*Supplied records:*
-------------------------

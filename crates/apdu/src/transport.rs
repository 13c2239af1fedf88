//! Transport traits for APDU communication with secure elements
//!
//! A transport owns the physical link (contact-less reader, phone NFC stack,
//! PC/SC reader) and moves raw bytes. It has no knowledge of command
//! structure, status words or attestation.

use std::fmt;
use std::time::Duration;

use bytes::Bytes;
use tracing::{debug, trace};

use crate::error::TransportError;

/// Link technology requested from a transport before exchanging APDUs
#[derive(Debug, Clone, Copy, PartialEq, Eq, Hash)]
#[non_exhaustive]
pub enum Technology {
    /// ISO 14443-4 contact-less transport carrying APDUs
    IsoDep,
}

impl fmt::Display for Technology {
    fn fmt(&self, f: &mut fmt::Formatter<'_>) -> fmt::Result {
        match self {
            Self::IsoDep => write!(f, "IsoDep"),
        }
    }
}

/// Options passed along with a technology request
#[derive(Debug, Clone, Default, PartialEq, Eq)]
pub struct TechnologyOptions {
    /// Message shown by platforms that display a scanning prompt
    pub alert_message: Option<String>,
}

impl TechnologyOptions {
    /// Set the scanning prompt message
    pub fn with_alert_message(mut self, message: impl Into<String>) -> Self {
        self.alert_message = Some(message.into());
        self
    }
}

/// Trait for secure element transports
///
/// Exactly one exchange is in flight at a time; callers wait for
/// [`CardTransport::transceive`] to return before sending the next command.
pub trait CardTransport: Send + fmt::Debug {
    /// Whether this host offers the transport at all
    fn is_supported(&self) -> bool;

    /// Start the transport (initialise the platform stack)
    fn start(&mut self) -> Result<(), TransportError>;

    /// Acquire a link to a card using the requested technology
    fn request_technology(
        &mut self,
        technology: Technology,
        options: &TechnologyOptions,
    ) -> Result<(), TransportError>;

    /// Release the link acquired by [`CardTransport::request_technology`]
    fn cancel_technology_request(&mut self) -> Result<(), TransportError>;

    /// Configure the per-exchange timeout
    fn set_timeout(&mut self, timeout: Duration) -> Result<(), TransportError>;

    /// Whether the default exchange timeout is too short for attested reads
    ///
    /// Sessions only call [`CardTransport::set_timeout`] when this is `true`.
    fn requires_timeout(&self) -> bool {
        false
    }

    /// Send raw APDU bytes to the card and return the response bytes
    fn transceive(&mut self, command: &[u8]) -> Result<Bytes, TransportError> {
        trace!(command = %hex::encode(command), "Transmitting raw command");
        let result = self.do_transceive(command);
        match &result {
            Ok(response) => {
                trace!(response = %hex::encode(response), "Received raw response");
            }
            Err(e) => {
                debug!(error = ?e, "Transport error during transmission");
            }
        }
        result
    }

    /// Internal implementation of transceive
    /// This is the method that concrete implementations should override
    fn do_transceive(&mut self, command: &[u8]) -> Result<Bytes, TransportError>;
}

-------------------------

*Exercise prompt:*
Each line of the records with the word "encode" in it is to be copied.

*Output of the exercise:*
        trace!(command = %hex::encode(command), "Transmitting raw command");
                trace!(response = %hex::encode(response), "Received raw response");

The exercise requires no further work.